INDO24JAM.ID, Gorontalo – Pemerintah Provinsi Gorontalo pada Rabu (26/11/2025) mengadakan pertemuan evaluasi lanjutan mengenai rekomendasi yang diberikan oleh Komisi Pemberantasan Korupsi (KPK) Republik Indonesia.
Pertemuan ini berfokus pada penyelesaian berbagai isu seputar pengelolaan perkebunan kelapa sawit, dan dipimpin langsung oleh Gubernur Gorontalo, Gusnar Ismail, di rumah jabatan dinasnya.
Acara tersebut juga dihadiri oleh perwakilan Pemerintah Kabupaten Gorontalo, Boalemo, dan Pohuwato.
Sebelumnya, KPK RI telah menerbitkan lima poin penting yang menjadi acuan pengawasan dan penilaian tata kelola perkebunan sawit di seluruh wilayah Provinsi Gorontalo.
Poin-poin masukan dari KPK RI tersebut mencakup penetapan status kepatuhan terhadap kewajiban Izin Usaha Perkebunan (IUP) sawit, upaya penagihan pajak daerah dan retribusi yang terutang, pemetaan isu-isu pertanahan serta konflik sosial, pelaksanaan sosialisasi kepada masyarakat, dan penuntasan berbagai masalah perizinan.

“Hanya tersisa satu atau dua hari lagi bagi kita untuk menuntaskan tindak lanjut yang diperlukan, sebelum kita mengirimkannya kepada KPK pada tanggal 30 November 2025,” tegas Gubernur Gusnar.

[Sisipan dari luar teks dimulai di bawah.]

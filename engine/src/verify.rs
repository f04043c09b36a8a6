//! Verification of claimed call sequences against the call log.
//!
//! One parameterized matcher realizes all four `exhaustive x in_order`
//! modes, so diagnostics stay consistent across modes:
//!
//! - exhaustive + ordered: positional equality, same length, same order;
//! - exhaustive + unordered: a bijection between invocations and patterns;
//! - non-exhaustive + ordered: the patterns appear in order as a
//!   subsequence, extra invocations ignored;
//! - non-exhaustive + unordered: each pattern is independently satisfied by
//!   at least one invocation (reuse across patterns allowed).
//!
//! Capture sinks inside a block's constraints are fed only for invocations
//! bound in a successful match, in call order; on failure they are left
//! untouched.

use mimic_types::{DispatchPath, Invocation, MemberSignature, UnitId, render_args};

use crate::constraint::{ArgSpec, Constraint, args_match, compose_args, feed_captures};
use crate::error::{MockError, VerificationFailure};

/// One expected call inside a verification block: unit + member +
/// per-argument constraints, optionally pinned to a dispatch path so one
/// block can mix synchronous and asynchronous expected calls.
#[derive(Debug, Clone)]
pub struct CallPattern {
    unit: UnitId,
    member: MemberSignature,
    constraints: Vec<Constraint>,
    path: Option<DispatchPath>,
}

impl CallPattern {
    /// Declare an expected call. Argument specs follow the same rules as
    /// stub registration: all bare values or all matchers, arity matching
    /// the member's.
    pub fn call(
        unit: UnitId,
        member: MemberSignature,
        args: Vec<ArgSpec>,
    ) -> Result<Self, MockError> {
        let constraints = compose_args(&member, args)?;
        Ok(Self {
            unit,
            member,
            constraints,
            path: None,
        })
    }

    /// Only match invocations made on the given dispatch path.
    #[must_use]
    pub fn on_path(mut self, path: DispatchPath) -> Self {
        self.path = Some(path);
        self
    }

    pub(crate) fn unit(&self) -> UnitId {
        self.unit
    }

    fn accepts(&self, invocation: &Invocation) -> bool {
        self.unit == invocation.unit()
            && self.member == *invocation.member()
            && self.path.is_none_or(|path| path == invocation.path())
            && args_match(&self.constraints, invocation.args())
    }

    fn feed_captures(&self, invocation: &Invocation) {
        feed_captures(&self.constraints, invocation.args());
    }

    fn describe(&self) -> String {
        let specs: Vec<String> = self
            .constraints
            .iter()
            .map(ToString::to_string)
            .collect();
        format!("{}.{}({})", self.unit, self.member.name(), specs.join(", "))
    }
}

/// An ordered list of expected invocation patterns plus the two independent
/// mode booleans.
///
/// The block's scope (which units' invocations it ranges over) defaults to
/// the units its patterns reference; [`VerificationBlock::scoped_to`] sets
/// it explicitly, which an empty exhaustive block — the "assert nothing was
/// called" idiom — needs.
#[derive(Debug, Clone, Default)]
pub struct VerificationBlock {
    patterns: Vec<CallPattern>,
    exhaustive: bool,
    in_order: bool,
    scope: Vec<UnitId>,
}

impl VerificationBlock {
    #[must_use]
    pub fn new() -> Self {
        Self::default()
    }

    #[must_use]
    pub fn expect(mut self, pattern: CallPattern) -> Self {
        self.patterns.push(pattern);
        self
    }

    /// Every invocation in scope must be accounted for by the block.
    #[must_use]
    pub fn exhaustive(mut self) -> Self {
        self.exhaustive = true;
        self
    }

    /// Expected calls must match in the same relative order as recorded.
    #[must_use]
    pub fn in_order(mut self) -> Self {
        self.in_order = true;
        self
    }

    /// Restrict the block to the given unit's invocations.
    #[must_use]
    pub fn scoped_to(mut self, unit: UnitId) -> Self {
        if !self.scope.contains(&unit) {
            self.scope.push(unit);
        }
        self
    }

    /// Units whose invocations this block ranges over. Empty means the
    /// whole log (only possible for a block with no patterns and no
    /// explicit scope).
    #[must_use]
    pub fn scope(&self) -> Vec<UnitId> {
        if self.scope.is_empty() {
            let mut units: Vec<UnitId> = Vec::new();
            for pattern in &self.patterns {
                if !units.contains(&pattern.unit()) {
                    units.push(pattern.unit());
                }
            }
            units
        } else {
            self.scope.clone()
        }
    }

    pub(crate) fn patterns(&self) -> &[CallPattern] {
        &self.patterns
    }

    pub(crate) fn is_exhaustive(&self) -> bool {
        self.exhaustive
    }

    pub(crate) fn is_in_order(&self) -> bool {
        self.in_order
    }
}

/// Match a block against the scoped invocation sequence.
///
/// On success, feeds capture sinks for every (pattern, invocation) binding
/// in call order and returns `Ok`. On failure, returns the structured
/// diagnostic with sinks untouched.
pub(crate) fn run(
    block: &VerificationBlock,
    invocations: &[Invocation],
) -> Result<(), VerificationFailure> {
    let patterns = block.patterns();
    let outcome = if block.is_in_order() {
        if block.is_exhaustive() {
            match_positional(patterns, invocations)
        } else {
            match_subsequence(patterns, invocations)
        }
    } else if block.is_exhaustive() {
        match_bijection(patterns, invocations)
    } else {
        match_existence(patterns, invocations)
    };

    match outcome {
        Ok(mut bindings) => {
            // Feed captures in call order, one entry per bound invocation.
            bindings.sort_by_key(|(_, inv)| invocations[*inv].seq());
            for (pattern, inv) in bindings {
                patterns[pattern].feed_captures(&invocations[inv]);
            }
            Ok(())
        }
        Err((unmatched, leftover)) => {
            let unmatched_patterns = unmatched
                .into_iter()
                .map(|i| patterns[i].describe())
                .collect();
            let leftover_invocations = if block.is_exhaustive() {
                leftover
                    .into_iter()
                    .map(|i| describe_invocation(&invocations[i]))
                    .collect()
            } else {
                Vec::new()
            };
            Err(VerificationFailure::new(
                block.is_exhaustive(),
                block.is_in_order(),
                block.scope(),
                unmatched_patterns,
                leftover_invocations,
            ))
        }
    }
}

fn describe_invocation(invocation: &Invocation) -> String {
    format!(
        "#{} {}.{}{} [{}]",
        invocation.seq(),
        invocation.unit(),
        invocation.member().name(),
        render_args(invocation.args()),
        invocation.path(),
    )
}

type Bindings = Vec<(usize, usize)>;
type Mismatch = (Vec<usize>, Vec<usize>);

/// exhaustive + in_order: position-for-position equality.
fn match_positional(
    patterns: &[CallPattern],
    invocations: &[Invocation],
) -> Result<Bindings, Mismatch> {
    let mut unmatched = Vec::new();
    let mut leftover = Vec::new();
    let mut bindings = Vec::new();
    for i in 0..patterns.len().max(invocations.len()) {
        match (patterns.get(i), invocations.get(i)) {
            (Some(pattern), Some(invocation)) if pattern.accepts(invocation) => {
                bindings.push((i, i));
            }
            (Some(_), Some(_)) => {
                unmatched.push(i);
                leftover.push(i);
            }
            (Some(_), None) => unmatched.push(i),
            (None, Some(_)) => leftover.push(i),
            (None, None) => unreachable!(),
        }
    }
    if unmatched.is_empty() && leftover.is_empty() {
        Ok(bindings)
    } else {
        Err((unmatched, leftover))
    }
}

/// non-exhaustive + in_order: patterns must appear, in order, as a
/// subsequence of the invocation sequence. Greedy earliest placement is
/// sufficient: any later placement of a pattern can be exchanged for the
/// earliest one without invalidating the rest.
fn match_subsequence(
    patterns: &[CallPattern],
    invocations: &[Invocation],
) -> Result<Bindings, Mismatch> {
    let mut bindings = Vec::new();
    let mut unmatched = Vec::new();
    let mut cursor = 0usize;
    for (p, pattern) in patterns.iter().enumerate() {
        let found = (cursor..invocations.len()).find(|&i| pattern.accepts(&invocations[i]));
        match found {
            Some(i) => {
                bindings.push((p, i));
                cursor = i + 1;
            }
            None => unmatched.push(p),
        }
    }
    if unmatched.is_empty() {
        Ok(bindings)
    } else {
        Err((unmatched, Vec::new()))
    }
}

/// exhaustive + unordered: a bijection between invocations and patterns.
/// Kuhn's augmenting-path matching over the acceptance matrix.
fn match_bijection(
    patterns: &[CallPattern],
    invocations: &[Invocation],
) -> Result<Bindings, Mismatch> {
    // owner[i] = pattern currently assigned to invocation i
    let mut owner: Vec<Option<usize>> = vec![None; invocations.len()];

    fn try_assign(
        pattern: usize,
        patterns: &[CallPattern],
        invocations: &[Invocation],
        owner: &mut [Option<usize>],
        visited: &mut [bool],
    ) -> bool {
        for i in 0..invocations.len() {
            if visited[i] || !patterns[pattern].accepts(&invocations[i]) {
                continue;
            }
            visited[i] = true;
            let displaced = owner[i];
            owner[i] = Some(pattern);
            match displaced {
                None => return true,
                Some(previous) => {
                    if try_assign(previous, patterns, invocations, owner, visited) {
                        return true;
                    }
                    owner[i] = Some(previous);
                }
            }
        }
        false
    }

    let mut unmatched = Vec::new();
    for p in 0..patterns.len() {
        let mut visited = vec![false; invocations.len()];
        if !try_assign(p, patterns, invocations, &mut owner, &mut visited) {
            unmatched.push(p);
        }
    }
    let leftover: Vec<usize> = (0..invocations.len())
        .filter(|&i| owner[i].is_none())
        .collect();

    if unmatched.is_empty() && leftover.is_empty() {
        Ok(owner
            .iter()
            .enumerate()
            .filter_map(|(i, assigned)| assigned.map(|p| (p, i)))
            .collect())
    } else {
        Err((unmatched, leftover))
    }
}

/// non-exhaustive + unordered: each pattern must be satisfied by at least
/// one invocation, independently; one invocation may satisfy several
/// patterns. Each pattern binds its earliest match.
fn match_existence(
    patterns: &[CallPattern],
    invocations: &[Invocation],
) -> Result<Bindings, Mismatch> {
    let mut bindings = Vec::new();
    let mut unmatched = Vec::new();
    for (p, pattern) in patterns.iter().enumerate() {
        match (0..invocations.len()).find(|&i| pattern.accepts(&invocations[i])) {
            Some(i) => bindings.push((p, i)),
            None => unmatched.push(p),
        }
    }
    if unmatched.is_empty() {
        Ok(bindings)
    } else {
        Err((unmatched, Vec::new()))
    }
}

Beliau menambahkan, “Semua permintaan dari KPK ini adalah langkah positif agar keberadaan sawit di Gorontalo dapat memberikan manfaat maksimal bagi daerah.”
Sementara itu, Zukri Surotinojo, Inspektur Provinsi Gorontalo, menyampaikan bahwa mayoritas rekomendasi dari lembaga antirasuah tersebut telah dilaksanakan dengan baik oleh pihak provinsi maupun pemerintah kabupaten yang memiliki area perkebunan sawit.
Zukri menjelaskan bahwa data hasil tindak lanjut ini akan digunakan KPK sebagai materi utama untuk pembahasan lebih mendalam mengenai pengelolaan sawit dengan kementerian terkait.
“Kami bersyukur bahwa hampir seluruh hal yang diminta KPK telah ditindaklanjuti, meskipun masih ada beberapa item yang perlu kami dorong agar tuntas sebelum batas waktu 30 November,” pungkas Zukri.
Ia juga menginformasikan bahwa KPK selanjutnya akan memfasilitasi penyelesaian persoalan tata kelola perkebunan sawit ini di Jakarta dengan mempertemukan pemerintah daerah dan pihak kementerian, sehingga solusi yang komprehensif dapat ditemukan.